Warnings to the Curious: A Sheaf of Criticism on M.R. James
|Author:||S.T. Joshi, Rosemary Pardoe|
British writer Montague Rhodes James (1862-1936) is the most influential author of ghost stories in literary history, but his work has not received the attention it deserves. Warnings to the Curious, the first volume on James to be devoted entirely to his ghostly fiction, features a wealth of material old and new about the scholarly author and his supernatural writing. The volume opens with memoirs of James by such friends as Stephen Gaselee and Shane Leslie, and early criticism by H. P. Lovecraft, Mary Butts, and others.
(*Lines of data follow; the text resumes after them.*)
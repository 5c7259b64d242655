//! Harvest outbound adapters.
//!
//! This module provides a thin HTTP implementation of the
//! `DeveloperRetriever` port.

mod dto;
mod http_gateway;

pub use http_gateway::HarvestHttpGateway;
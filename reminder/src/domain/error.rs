//! Domain-level error types.
//!
//! These errors are transport agnostic. The CLI maps them to an exit report;
//! gateways never produce them directly, the use cases map port errors into
//! them.

/// Stable machine-readable error code describing the failure category.
#[derive(Debug, Clone, Copy, PartialEq, Eq, Hash)]
#[non_exhaustive]
pub enum ErrorCode {
    /// The request or configuration is malformed or fails validation.
    InvalidRequest,
    /// An upstream service (Slack, Harvest) could not be reached or answered
    /// with something unusable.
    ServiceUnavailable,
    /// An unexpected error occurred inside the domain.
    InternalError,
}

/// Domain error payload.
///
/// ## Invariants
/// - `message` must be non-empty once trimmed of whitespace.
///
/// # Examples
/// ```
/// use timesheet_reminder::domain::{Error, ErrorCode};
///
/// let err = Error::service_unavailable("harvest is down");
/// assert_eq!(err.code(), ErrorCode::ServiceUnavailable);
/// assert_eq!(err.message(), "harvest is down");
/// ```
#[derive(Debug, Clone, PartialEq, Eq)]
pub struct Error {
    code: ErrorCode,
    message: String,
}

/// Validation errors emitted by the constructors.
#[derive(Debug, Clone, PartialEq, Eq)]
pub enum ErrorValidationError {
    EmptyMessage,
}

impl std::fmt::Display for ErrorValidationError {
    fn fmt(&self, f: &mut std::fmt::Formatter<'_>) -> std::fmt::Result {
        match self {
            Self::EmptyMessage => write!(f, "error message must not be empty"),
        }
    }
}

impl std::error::Error for ErrorValidationError {}

impl Error {
    /// Create a new error, panicking if validation fails.
    pub fn new(code: ErrorCode, message: impl Into<String>) -> Self {
        match Self::try_new(code, message) {
            Ok(value) => value,
            Err(err) => panic!("error messages must satisfy validation: {err}"),
        }
    }

    /// Fallible constructor that validates the message content.
    pub fn try_new(code: ErrorCode, message: impl Into<String>) -> Result<Self, ErrorValidationError> {
        let message = message.into();
        if message.trim().is_empty() {
            return Err(ErrorValidationError::EmptyMessage);
        }
        Ok(Self { code, message })
    }

    /// Stable machine-readable error code.
    pub fn code(&self) -> ErrorCode {
        self.code
    }

    /// Human-readable message.
    pub fn message(&self) -> &str {
        self.message.as_str()
    }

    /// Convenience constructor for [`ErrorCode::InvalidRequest`].
    pub fn invalid_request(message: impl Into<String>) -> Self {
        Self::new(ErrorCode::InvalidRequest, message)
    }

    /// Convenience constructor for [`ErrorCode::ServiceUnavailable`].
    pub fn service_unavailable(message: impl Into<String>) -> Self {
        Self::new(ErrorCode::ServiceUnavailable, message)
    }

    /// Convenience constructor for [`ErrorCode::InternalError`].
    pub fn internal(message: impl Into<String>) -> Self {
        Self::new(ErrorCode::InternalError, message)
    }
}

impl std::fmt::Display for Error {
    fn fmt(&self, f: &mut std::fmt::Formatter<'_>) -> std::fmt::Result {
        write!(f, "{}", self.message)
    }
}

impl std::error::Error for Error {}
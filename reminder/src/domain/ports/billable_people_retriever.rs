//! Driven port for the chat roster ("people directory").
//!
//! Adapters own the exclusion rules for the roster they query: deactivated,
//! bot and otherwise excluded accounts never reach the domain.

use async_trait::async_trait;

use super::define_port_error;

/// A roster member eligible for timesheet reminders.
#[derive(Debug, Clone, PartialEq, Eq)]
pub struct BillablePerson {
    /// Chat user identifier, usable as a direct-message channel.
    pub id: String,
    /// Email address used to match time-tracking accounts.
    pub email: String,
}

define_port_error! {
    /// Errors surfaced while listing billable people.
    pub enum BillablePeopleRetrieverError {
        /// Network transport failed or the service answered a non-success
        /// HTTP status.
        Transport { message: String } =>
            "people directory transport failed: {message}",
        /// The service answered `ok: false`.
        Rejected { message: String } =>
            "people directory rejected request: {message}",
        /// The response body could not be decoded.
        Decode { message: String } =>
            "people directory response decode failed: {message}",
    }
}

/// Port for listing billable people.
#[cfg_attr(test, mockall::automock)]
#[async_trait]
pub trait BillablePeopleRetriever: Send + Sync {
    /// Return every billable person, in roster order.
    async fn retrieve_billable_people(
        &self,
    ) -> Result<Vec<BillablePerson>, BillablePeopleRetrieverError>;
}

/// Fixture directory returning a fixed roster.
#[cfg(any(test, feature = "test-support"))]
#[derive(Debug, Clone, Default)]
pub struct FixtureBillablePeopleRetriever {
    people: Vec<BillablePerson>,
}

#[cfg(any(test, feature = "test-support"))]
impl FixtureBillablePeopleRetriever {
    /// Build a fixture that always returns `people`.
    pub fn new(people: Vec<BillablePerson>) -> Self {
        Self { people }
    }
}

#[cfg(any(test, feature = "test-support"))]
#[async_trait]
impl BillablePeopleRetriever for FixtureBillablePeopleRetriever {
    async fn retrieve_billable_people(
        &self,
    ) -> Result<Vec<BillablePerson>, BillablePeopleRetrieverError> {
        Ok(self.people.clone())
    }
}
Simon MacCulloch contributes an exhaustive discussion of the theme of “forbidden knowledge” in James and Lovecraft, while such critics as Ron Weighell, David G. Rowlands, Jacqueline Simpson, and Steve Duffy probe specific aspects of James’s ghost stories. Studies of individual tales by such leading Jamesians as Helen Grant, Rosemary Pardoe, Martin Hughes, and Nicholas Connell round out the volume. Original essays by Scott Connors, Steven J. Mariconda, Jim Rockhill, and John Alfred Taylor make this volume a must for all devotees of James and his work.
S. T. Joshi is a leading authority on H. P. Lovecraft and supernatural fiction, and the coeditor of Supernatural Literature of the World: An Encyclopedia (2005). Rosemary Pardoe is the foremost authority on M. R. James and the editor of Ghosts & Scholars and the compiler of a comprehensive bibliography of James.